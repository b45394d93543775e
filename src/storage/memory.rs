//! In-memory backings: persistence-free stores for tests and embedders.

use std::{
    collections::BTreeMap,
    sync::{Mutex, PoisonError},
};

use crate::model::{AdvisoryRecord, LedgerRecord};

use super::{AdvisoryBacking, LedgerBacking, Result};

/// Ledger backing that keeps records in memory only.
#[derive(Default)]
pub struct MemoryLedger {
    records: Vec<LedgerRecord>,
}

impl MemoryLedger {
    pub fn new() -> Self {
        Self::default()
    }
}

impl LedgerBacking for MemoryLedger {
    fn load(&self) -> Result<Vec<LedgerRecord>> {
        Ok(self.records.clone())
    }

    fn append(&mut self, record: &LedgerRecord) -> Result<()> {
        self.records.push(record.clone());
        Ok(())
    }
}

/// Advisory backing that keeps histories in memory only.
#[derive(Default)]
pub struct MemoryAdvisories {
    histories: Mutex<BTreeMap<String, Vec<AdvisoryRecord>>>,
}

impl MemoryAdvisories {
    pub fn new() -> Self {
        Self::default()
    }
}

impl AdvisoryBacking for MemoryAdvisories {
    fn load(&self) -> Result<BTreeMap<String, Vec<AdvisoryRecord>>> {
        Ok(self
            .histories
            .lock()
            .unwrap_or_else(PoisonError::into_inner)
            .clone())
    }

    fn save_subject(&self, subject: &str, history: &[AdvisoryRecord]) -> Result<()> {
        self.histories
            .lock()
            .unwrap_or_else(PoisonError::into_inner)
            .insert(subject.to_string(), history.to_vec());
        Ok(())
    }
}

-*-*-

**Directions**
Nothing should be dropped: transcribe all the material exactly.

**Solved exercise**
repository b45394d93543775e
filename src/storage/memory.rs
//! In-memory backings: persistence-free stores for tests and embedders.

use std::{
    collections::BTreeMap,
    sync::{Mutex, PoisonError},
};

use crate::model::{AdvisoryRecord, LedgerRecord};

use super::{AdvisoryBacking, LedgerBacking, Result};

/// Ledger backing that keeps records in memory only.
#[derive(Default)]
pub struct MemoryLedger {
    records: Vec<LedgerRecord>,
}

impl MemoryLedger {
    pub fn new() -> Self {
        Self::default()
    }
}

impl LedgerBacking for MemoryLedger {
    fn load(&self) -> Result<Vec<LedgerRecord>> {
        Ok(self.records.clone())
    }

    fn append(&mut self, record: &LedgerRecord) -> Result<()> {
        self.records.push(record.clone());
        Ok(())
    }
}

/// Advisory backing that keeps histories in memory only.
#[derive(Default)]
pub struct MemoryAdvisories {
    histories: Mutex<BTreeMap<String, Vec<AdvisoryRecord>>>,
}

impl MemoryAdvisories {
    pub fn new() -> Self {
        Self::default()
    }
}

impl AdvisoryBacking for MemoryAdvisories {
    fn load(&self) -> Result<BTreeMap<String, Vec<AdvisoryRecord>>> {
        Ok(self
            .histories
            .lock()
            .unwrap_or_else(PoisonError::into_inner)
            .clone())
    }

    fn save_subject(&self, subject: &str, history: &[AdvisoryRecord]) -> Result<()> {
        self.histories
            .lock()
            .unwrap_or_else(PoisonError::into_inner)
            .insert(subject.to_string(), history.to_vec());
        Ok(())
    }
}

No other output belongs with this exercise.